How, then, can Christians consistently join in any such polytheistic symposium as that now proceeding at Chicago ? If Christianity is not the sole true and perfect religion, and if all others are not consequently false and pernicious, it is based on delusion. If it is not merely the best, but also the only religion whereby men can be saved, it is an imposture. If it contains only a part of the truth, sharing that priceless possession with many other religions, its source is not as it proclaims itself to be. Christianity is either the sole and complete revelation of divine truth from God Himself, and hence the only and absolute truth, or it is a fabrication of men, the more worthless because it seeks to bolster itself up by false pretenses. If God did not come down from heaven and take on the form of a man in order to show man the only way to salvation, thereby making all other religions false and profane, Christian theology is a sham :it is built on fiction.

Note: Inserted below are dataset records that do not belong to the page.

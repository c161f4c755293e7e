//! Thread affinity verification for emushell.
//!
//! The dispatcher designates exactly one thread as the main thread: the
//! thread that constructed its [`MainLoop`](crate::MainLoop). Code that must
//! only run there uses [`ThreadAffinity`] to check where it is running, and
//! [`MainThreadCell`] for state that is only ever touched on that thread.
//!
//! # Checks
//!
//! Two levels of checking are provided:
//!
//! - **Debug assertions** (`debug_assert_same_thread`): only active in debug
//!   builds.
//! - **Runtime assertions** (`assert_same_thread`): always active. Use for
//!   state whose soundness depends on single-thread access.
//!
//! ```
//! use emushell_core::thread_check::ThreadAffinity;
//!
//! let affinity = ThreadAffinity::current();
//! assert!(affinity.is_same_thread());
//!
//! let is_main = std::thread::spawn(move || affinity.is_same_thread())
//!     .join()
//!     .unwrap();
//! assert!(!is_main);
//! ```

use std::cell::Cell;
use std::fmt;
use std::thread::ThreadId;

/// Thread affinity tracker.
///
/// Records the thread on which it was created and verifies that subsequent
/// operations occur on the same thread.
#[derive(Debug, Clone, Copy, PartialEq, Eq)]
pub struct ThreadAffinity {
    thread_id: ThreadId,
}

impl Default for ThreadAffinity {
    fn default() -> Self {
        Self::current()
    }
}

impl ThreadAffinity {
    /// Create a new thread affinity tracker for the current thread.
    #[inline]
    pub fn current() -> Self {
        Self {
            thread_id: std::thread::current().id(),
        }
    }

    /// Get the thread ID this affinity is bound to.
    #[inline]
    pub fn thread_id(&self) -> ThreadId {
        self.thread_id
    }

    /// Check if the current thread matches this affinity.
    #[inline]
    pub fn is_same_thread(&self) -> bool {
        std::thread::current().id() == self.thread_id
    }

    /// Assert that we are on the bound thread.
    ///
    /// This always runs (debug and release builds).
    ///
    /// # Panics
    ///
    /// Panics with a descriptive message if called from a different thread.
    #[inline]
    pub fn assert_same_thread(&self) {
        self.assert_same_thread_with_msg("main-thread state accessed from another thread")
    }

    /// Assert that we are on the bound thread, with a custom message.
    ///
    /// # Panics
    ///
    /// Panics if called from a different thread.
    pub fn assert_same_thread_with_msg(&self, msg: &str) {
        if !self.is_same_thread() {
            self.panic_wrong_thread(msg);
        }
    }

    /// Debug-only assertion that we are on the bound thread.
    ///
    /// This is a no-op in release builds.
    #[inline]
    pub fn debug_assert_same_thread(&self) {
        #[cfg(debug_assertions)]
        self.assert_same_thread();
    }

    /// Debug-only assertion with a custom message.
    #[inline]
    pub fn debug_assert_same_thread_with_msg(&self, msg: &str) {
        #[cfg(debug_assertions)]
        self.assert_same_thread_with_msg(msg);
    }

    #[cold]
    #[inline(never)]
    fn panic_wrong_thread(&self, msg: &str) -> ! {
        let current = std::thread::current();
        let current_name = current.name().unwrap_or("<unnamed>");
        let current_id = current.id();

        panic!(
            "\n\
            ══════════════════════════════════════════════════════════════════════\n\
            THREAD AFFINITY VIOLATION\n\
            ══════════════════════════════════════════════════════════════════════\n\
            \n\
            {msg}\n\
            \n\
            Bound to thread: {:?}\n\
            Current thread: \"{current_name}\" (ID: {current_id:?})\n\
            \n\
            This state belongs to the main thread. Route the operation through\n\
            the dispatcher instead of touching it directly:\n\
            \n\
            1. dispatcher.try_invoke_async(|app| ...)   (fire and forget)\n\
            2. dispatcher.try_invoke_blocking(|app| ...) (wait for completion)\n\
            3. dispatcher.post_method(|app| ...)         (always deferred)\n\
            \n\
            ══════════════════════════════════════════════════════════════════════",
            self.thread_id
        )
    }
}

/// A value owned by a single thread, shareable as part of a `Sync` context.
///
/// Every access asserts that it happens on the owning thread, in all build
/// profiles. Contexts shared with worker threads can therefore hold
/// main-thread-only state without a lock; workers must reach it through the
/// dispatcher.
pub struct MainThreadCell<T> {
    affinity: ThreadAffinity,
    value: Cell<T>,
}

// SAFETY: the inner `Cell` is only read or written after `assert_same_thread`
// succeeds, so all accesses happen on the single owning thread.
unsafe impl<T: Send> Sync for MainThreadCell<T> {}

impl<T: Copy> MainThreadCell<T> {
    /// Create a cell owned by the current thread.
    pub fn new(value: T) -> Self {
        Self::with_affinity(value, ThreadAffinity::current())
    }

    /// Create a cell owned by the thread recorded in `affinity`.
    pub fn with_affinity(value: T, affinity: ThreadAffinity) -> Self {
        Self {
            affinity,
            value: Cell::new(value),
        }
    }

    /// The affinity this cell is bound to.
    pub fn affinity(&self) -> ThreadAffinity {
        self.affinity
    }

    /// Read the value.
    ///
    /// # Panics
    ///
    /// Panics if called from a thread other than the owner.
    pub fn get(&self) -> T {
        self.affinity
            .assert_same_thread_with_msg("MainThreadCell read from another thread");
        self.value.get()
    }

    /// Replace the value.
    ///
    /// # Panics
    ///
    /// Panics if called from a thread other than the owner.
    pub fn set(&self, value: T) {
        self.affinity
            .assert_same_thread_with_msg("MainThreadCell written from another thread");
        self.value.set(value);
    }

    /// Apply `f` to the value and store the result, returning the new value.
    pub fn update(&self, f: impl FnOnce(T) -> T) -> T {
        let next = f(self.get());
        self.value.set(next);
        next
    }
}

impl<T: Copy + fmt::Debug> fmt::Debug for MainThreadCell<T> {
    fn fmt(&self, f: &mut fmt::Formatter<'_>) -> fmt::Result {
        let mut s = f.debug_struct("MainThreadCell");
        s.field("affinity", &self.affinity);
        if self.affinity.is_same_thread() {
            s.field("value", &self.value.get());
        } else {
            s.field("value", &format_args!("<other thread>"));
        }
        s.finish()
    }
}

static_assertions::assert_impl_all!(MainThreadCell<i64>: Send, Sync);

That being so, Christianity cannot argue with other religions and compromise with them, accepting something and giving something. It can only say, This is the truth of God, uttered by God Himself, and there is no other religious truth possible. Accept it or reject it at the peril of your soul. God does not argue with men. He commands and they must obey :and Christianity is that divine command, or it is no more than a delusion and a superstition. If it is not divine and absolute, but uncertain human groping for truth like other religions, the story of the incarnation and the resurrection is a fable and the doctrine of the atonement is a myth.
How, then, can Christians come together with Buddhists, Brahmans, Mohammedans, Jews, and Zoroastrians to discuss their religion with them on equal terms? How can they treat them otherwise than as infidels who are the surer of damnation because they have seen the light of heaven and turned away from it?
In Chicago hospitality to all religions indicates agnostic indifference to them all.-(New York Sun.)